The New England Patriots won their second Super Bowl in three years when Tom Brady bested Jake Delhomme and the Carolina Panthers in the most surprising quarterback duel in memory. The Tampa Bay Lightning won the Stanley Cup. Nick Saban won the National Title with LSU. And Pete Carroll won the National Title with USC. The University of Minnesota Duluth Bulldogs, led by Hobey Baker winner Junior Lessard, went to the program’s first Frozen Four since the 1980s.
A decade ago and it’s all fresh in my mind. But nothing stands out quite like the 2004 college basketball season. Understand this is coming from someone who didn’t watch an NBA game in its entirety until 2009. Hoops, whether watching or playing, has never been my thing.
However, the college game captivated America. Emeka Okafor, Ben Gordon, and the UConn Huskies ultimately defeated Jarrett Jack, Luke Schenscher, the ginger giant from Australia, and Georgia Tech for the title. But for much of the season, St. Joe’s and Stanford grabbed the headlines.
Specifically, one moment stands out. Pac-10 — remember the Pac-10? — power Arizona traveled to Palo Alto to take on the 19-0 Stanford Cardinal. I remember two things about that Stanford team. One, Josh Childress rocked the most egregiously awesome (Ed’s words, not mine) afro in the game. Two, Stanford was the Cardinal, not Cardinals. Its mascot was a tree. Who knew?
As the fans filed into the arena that night, one man stole Stanford’s thunder and shook the university’s foundation to its roots. Tiger Woods shocked the world disguised as a college student — or as something. The planet’s most famous athlete had been a Cardinal freshman a decade prior. Perhaps that explains his tucked-in sweater/baggy jeans/backward hat look. That may have been cool in 1994 — I don’t know I was 5 — but Tiger resembled a man grasping for glory days like Billy Madison in his second stint in high school.
In 2004, Woods was firmly entrenched in a major-less drought that would continue throughout the year. His biggest trophy was the one who clung to his arm, Swedish supermodel Elin Nordegren. Regardless, Tiger was still on top of the sports world, and fans like myself were hitting the links and reading Callaway wedges reviews, hoping to improve our games. He had seamlessly taken over for Michael Jordan as Nike’s most prized athlete spokesman. Everywhere he went, cameras, and a gallery followed.

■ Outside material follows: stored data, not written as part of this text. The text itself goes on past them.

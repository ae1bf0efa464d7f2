use crate::data::effects::Hook;
use crate::data::RuleData;
use crate::sim::battle::Side;
use crate::sim::combatant::{Combatant, Status};
use crate::sim::field::Field;
use crate::sim::resolver::modifier::{hook_value, ConditionContext};
use crate::sim::resolver::{ability_of, item_of};
use crate::sim::stats::{stage_multiplier, Stat};

/// Stat after stages, ability, item, status and field, floored to at least 1.
///
/// Order is fixed: base, stage, ability hook, item hook, status, field. Reads
/// only its arguments.
pub fn effective_stat(mon: &Combatant, stat: Stat, field: &Field, side: Side, rules: &RuleData) -> u16 {
    let base = mon.stats.get(stat) as f32;
    let mut value = base * stage_multiplier(mon.stage(stat));

    let ctx = ConditionContext::passive(mon, field);
    let hook = Hook::for_stat(stat);
    let ability = ability_of(mon, rules);
    value *= hook_value(ability, hook, &ctx);
    value *= hook_value(item_of(mon, rules), hook, &ctx);

    match (stat, mon.status) {
        (Stat::Atk, Some(Status::Burn)) if !ability.status_stat_exempt => value *= 0.5,
        (Stat::Spe, Some(Status::Paralysis)) if !ability.status_stat_exempt => value *= 0.25,
        _ => {}
    }

    if stat == Stat::Spe && field.sides[side.index()].tailwind > 0 {
        value *= 2.0;
    }
    (value.floor() as u16).max(1)
}

pub fn effective_speed(mon: &Combatant, field: &Field, side: Side, rules: &RuleData) -> u16 {
    effective_stat(mon, Stat::Spe, field, side, rules)
}
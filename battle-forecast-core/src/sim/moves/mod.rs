//! Move effect resolution. Damaging moves run through [`attacking`], status
//! moves dispatch on their [`MoveEffect`] kind in [`status`].

pub mod attacking;
pub mod status;

use crate::data::moves::{CustomHandler, MoveCategory, MoveData, MoveEffect, MoveFlags};
use crate::data::types::Type;
use crate::data::{normalize_id, RuleData};
use crate::sim::battle::Side;
use crate::sim::decision::STRUGGLE;
use crate::sim::switching::{perform_switch, pick_random_switch, SwitchKind};
use crate::sim::turn::TurnContext;
use once_cell::sync::Lazy;

static STRUGGLE_MOVE: Lazy<MoveData> = Lazy::new(|| MoveData {
    name: STRUGGLE.to_string(),
    move_type: Type::Typeless,
    category: MoveCategory::Physical,
    power: 50,
    accuracy: None,
    flags: MoveFlags {
        contact: true,
        protect: true,
        ..MoveFlags::default()
    },
    self_damage: Some(0.25),
    ..MoveData::default()
});

/// Rule record for a move name. Struggle is always available even when the
/// tables leave it out.
pub fn lookup_move<'a>(rules: &'a RuleData, name: &str) -> &'a MoveData {
    if let Some(data) = rules.find_move(name) {
        return data;
    }
    if normalize_id(name) == normalize_id(STRUGGLE) {
        return &STRUGGLE_MOVE;
    }
    rules.move_data(name)
}

/// Whether the move is aimed at the opposing active, and so goes through
/// protection, immunity and accuracy checks.
pub fn targets_opponent(mv: &MoveData) -> bool {
    if mv.is_damaging() {
        return true;
    }
    match &mv.effect {
        Some(MoveEffect::Status { .. }) => true,
        Some(MoveEffect::Volatile { target_self, .. }) | Some(MoveEffect::Boost { target_self, .. }) => {
            !target_self
        }
        Some(MoveEffect::Custom { handler }) => {
            matches!(handler, CustomHandler::Transform | CustomHandler::PainSplit)
        }
        Some(MoveEffect::Field { .. }) | Some(MoveEffect::Hazard { .. }) => false,
        None => mv.force_switch,
    }
}

/// Pulls a random healthy member of `side` onto the field. Returns false
/// when nobody is left to drag in.
pub(crate) fn drag_out(ctx: &mut TurnContext, side: Side) -> bool {
    if ctx.state.active(side).is_fainted() {
        return false;
    }
    let Some(target) = pick_random_switch(ctx.state.party(side), ctx.rng) else {
        return false;
    };
    perform_switch(ctx.state, side, target, SwitchKind::Drag, ctx.rules, ctx.rng, ctx.log);
    true
}

#[cfg(test)]
mod tests {
    use super::*;
    use crate::data::moves::{FieldChange, HazardKind};
    use crate::sim::combatant::Status;
    use std::collections::BTreeMap;

    #[test]
    fn struggle_is_synthesized() {
        let rules = RuleData::new();
        let mv = lookup_move(&rules, "Struggle");
        assert_eq!(mv.power, 50);
        assert_eq!(mv.move_type, Type::Typeless);
        assert_eq!(mv.self_damage, Some(0.25));
        assert_eq!(lookup_move(&rules, "Unknown").power, 0);
    }

    #[test]
    fn self_and_field_moves_skip_the_target_gate() {
        let toxic = MoveData::status("Toxic", Type::Poison, MoveEffect::Status { status: Status::Toxic });
        let spikes = MoveData::status("Spikes", Type::Ground, MoveEffect::Hazard { hazard: HazardKind::Spikes });
        let rain = MoveData::status(
            "Rain Dance",
            Type::Water,
            MoveEffect::Field {
                change: FieldChange::Weather(crate::sim::field::Weather::Rain),
            },
        );
        let dance = MoveData::status(
            "Swords Dance",
            Type::Normal,
            MoveEffect::Boost {
                boosts: BTreeMap::new(),
                target_self: true,
            },
        );
        assert!(targets_opponent(&toxic));
        assert!(!targets_opponent(&spikes));
        assert!(!targets_opponent(&rain));
        assert!(!targets_opponent(&dance));
    }
}
use crate::battle_log::BattleLog;
use crate::data::effects::{ExtendTarget, StatDropReaction};
use crate::data::moves::HazardKind;
use crate::data::types::{type_effectiveness, Type};
use crate::data::RuleData;
use crate::sim::battle::{BattleState, Party, Side};
use crate::sim::combatant::{Status, Volatile};
use crate::sim::field::WEATHER_TURNS;
use crate::sim::resolver::ailment::{inflict_status, StatusAttempt};
use crate::sim::resolver::boosts::{apply_boosts, BoostSource};
use crate::sim::resolver::residual::trigger_pinch_item;
use crate::sim::resolver::{ability_of, is_grounded, item_of, refresh_weather_suppression};
use crate::sim::stats::Stat;
use rand::rngs::SmallRng;
use rand::Rng;
use std::collections::BTreeMap;

#[derive(Clone, Copy, Debug, Eq, PartialEq)]
pub enum SwitchKind {
    /// Chosen as the turn's action.
    Voluntary,
    /// Replacing a fainted or pivoting active.
    Forced,
    /// Pulled in by an opposing move.
    Drag,
}

/// The active cannot leave by choice: bound, or facing a trapping ability.
/// Ghost-types always escape.
pub fn is_trapped(state: &BattleState, side: Side, rules: &RuleData) -> bool {
    let mon = state.active(side);
    if mon.has_type(Type::Ghost) {
        return false;
    }
    if mon.has_volatile(Volatile::PartiallyTrapped) {
        return true;
    }
    let foe = state.active(side.opponent());
    !foe.is_fainted() && ability_of(foe, rules).traps_opponent
}

pub fn pick_random_switch(party: &Party, rng: &mut SmallRng) -> Option<usize> {
    let options: Vec<usize> = party.bench().map(|(idx, _)| idx).collect();
    if options.is_empty() {
        return None;
    }
    Some(options[rng.gen_range(0..options.len())])
}

/// Swaps `target` in for `side`'s active, then runs entry hazards and
/// on-entry abilities for the newcomer.
pub fn perform_switch(
    state: &mut BattleState,
    side: Side,
    target: usize,
    kind: SwitchKind,
    rules: &RuleData,
    rng: &mut SmallRng,
    log: &mut BattleLog,
) {
    let outgoing = state.active_mut(side);
    if !outgoing.is_fainted() {
        let ability = ability_of(outgoing, rules);
        if let Some(ratio) = ability.switch_out_heal {
            let amount = outgoing.fraction_of_max(ratio);
            outgoing.heal(amount);
        }
        if ability.switch_out_cure {
            outgoing.clear_status();
        }
    }
    outgoing.clear_switch_state();
    let outgoing_name = outgoing.species.clone();

    state.party_mut(side).active = target;
    let incoming_name = state.active(side).species.clone();
    match kind {
        SwitchKind::Drag => log.push(format!("[{}] {incoming_name} was dragged out!", side.label())),
        SwitchKind::Voluntary | SwitchKind::Forced => log.log_switch(side, &outgoing_name, &incoming_name),
    }
    tracing::debug!(side = side.label(), from = %outgoing_name, to = %incoming_name, ?kind, "switch");

    apply_entry_hazards(state, side, rules, rng, log);
    if !state.active(side).is_fainted() {
        apply_entry_abilities(state, side, rules, log);
    }
    let [player, ai] = &state.parties;
    refresh_weather_suppression(&mut state.field, [player.active(), ai.active()], rules);
}

fn apply_entry_hazards(state: &mut BattleState, side: Side, rules: &RuleData, rng: &mut SmallRng, log: &mut BattleLog) {
    let field = state.field.clone();
    let conditions = &field.sides[side.index()];
    if conditions.hazards.is_empty() {
        return;
    }
    let grounded = is_grounded(state.active(side), &field, rules);
    let guarded = ability_of(state.active(side), rules).no_indirect_damage;

    if conditions.layers(HazardKind::StealthRock) > 0 && !guarded {
        let mon = state.active_mut(side);
        let effectiveness = type_effectiveness(Type::Rock, &mon.types);
        if effectiveness > 0.0 {
            let amount = mon.fraction_of_max(effectiveness / 8.0);
            let dealt = mon.take_damage(amount);
            log.push(format!("Pointed stones dug into {}!", mon.species));
            log.log_damage(&mon.species, dealt, mon.current_hp, mon.max_hp());
        }
    }
    if grounded {
        let spikes = conditions.layers(HazardKind::Spikes);
        let mon = state.active_mut(side);
        if spikes > 0 && !guarded && !mon.is_fainted() {
            let ratio = match spikes {
                1 => 1.0 / 8.0,
                2 => 1.0 / 6.0,
                _ => 1.0 / 4.0,
            };
            let dealt = mon.take_damage(mon.fraction_of_max(ratio));
            log.push(format!("{} is hurt by the spikes!", mon.species));
            log.log_damage(&mon.species, dealt, mon.current_hp, mon.max_hp());
        }

        let toxic_spikes = conditions.layers(HazardKind::ToxicSpikes);
        if toxic_spikes > 0 && !state.active(side).is_fainted() {
            if state.active(side).has_type(Type::Poison) {
                log.push(format!("{} absorbed the toxic spikes!", state.active(side).species));
                state.field.sides[side.index()].hazards.remove(&HazardKind::ToxicSpikes);
            } else {
                let status = if toxic_spikes >= 2 { Status::Toxic } else { Status::Poison };
                let attempt = StatusAttempt {
                    from_opponent: true,
                    ignores_abilities: false,
                };
                inflict_status(state.active_mut(side), status, side, &field, attempt, rules, rng, log);
            }
        }

        if conditions.layers(HazardKind::StickyWeb) > 0 && !state.active(side).is_fainted() {
            let mist = conditions.mist > 0;
            let mon = state.active_mut(side);
            log.push(format!("{} was caught in a sticky web!", mon.species));
            let drop: BTreeMap<Stat, i8> = [(Stat::Spe, -1)].into_iter().collect();
            let outcome = apply_boosts(mon, &drop, BoostSource::Opponent, mist, rules, log);
            if let Some(reaction) = outcome.reaction {
                apply_stat_drop_reaction(state, side, reaction, rules, log);
            }
        }
    }
    let mon = state.active(side);
    if mon.is_fainted() {
        log.log_faint(&mon.species);
    }
}

fn apply_entry_abilities(state: &mut BattleState, side: Side, rules: &RuleData, log: &mut BattleLog) {
    let mon = state.active(side);
    let ability = ability_of(mon, rules);
    let species = mon.species.clone();

    if let Some(weather) = ability.weather_on_entry {
        let extension = match item_of(mon, rules).extends {
            Some(ext) if ext.target == ExtendTarget::Weather(weather) => ext.turns,
            _ => 0,
        };
        if state.field.set_weather(weather, WEATHER_TURNS + extension) {
            log.push(format!("{species}'s {} summoned the {weather}!", ability.name));
        }
    }

    if !ability.entry_boosts_opponent.is_empty() {
        let foe_side = side.opponent();
        let mist = state.field.sides[foe_side.index()].mist > 0;
        let foe = state.active_mut(foe_side);
        if !foe.is_fainted() {
            log.push(format!("{species}'s {} affects {}!", ability.name, foe.species));
            let outcome = apply_boosts(foe, &ability.entry_boosts_opponent, BoostSource::Opponent, mist, rules, log);
            if let Some(reaction) = outcome.reaction {
                apply_stat_drop_reaction(state, foe_side, reaction, rules, log);
            }
        }
    }
    trigger_pinch_item(state.active_mut(side), rules, log);
}

/// Resolves a held item's reaction to lowered stats. A switch-out is queued
/// through `must_switch` and happens in the next forced-switch phase.
pub fn apply_stat_drop_reaction(
    state: &mut BattleState,
    side: Side,
    reaction: StatDropReaction,
    rules: &RuleData,
    log: &mut BattleLog,
) {
    let has_replacement = state.party(side).has_replacement();
    let mon = state.active_mut(side);
    if mon.is_fainted() {
        return;
    }
    let item_name = item_of(mon, rules).name.clone();
    match reaction {
        StatDropReaction::RestoreStages => {
            for stat in Stat::ALL {
                if mon.stage(stat) < 0 {
                    mon.stages.set(stat, 0);
                }
            }
            log.push(format!("{} returned its stats to normal using its {item_name}!", mon.species));
        }
        StatDropReaction::SwitchOut => {
            if !has_replacement {
                return;
            }
            mon.must_switch = true;
            log.push(format!("{} is switched out by its {item_name}!", mon.species));
        }
    }
    mon.consume_item();
}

That’s what made his cameo in Palo Alto so stunning. Tiger had avoided doing anything interesting in front of the camera since the late ’90s. A revealing Esquire profile ruined the fun. Woods emerged a robot.
The game was so good it brought life out of Tiger. The Wildcats and Cardinal exchanged punches all night. Arizona held a 77-74 lead into the final minute. But Childress’s desperation three with 23 seconds left tied the game at 77-77 and sent the Stanford faithful into pandemonium. Tiger himself, Elin politely clapping by his side, could hardly contain his emotion, fist pumping like he had won the Masters four times over. The Cardinal fans went berserk. Tiger, if I may, roared loudest.
And then, well, watch.
Nick Robinson’s heave blew the roof off the building. Stanford remained undefeated, 20-0. The student body nearly trampled Tiger. The jubilation of a buzzer beater rendered the most famous athlete in the world and in turn Stanford’s most famous alumnus, a pylon of celebration. For one night, Josh Childress and Nick Robinson were bigger than Tiger. And it was awesome.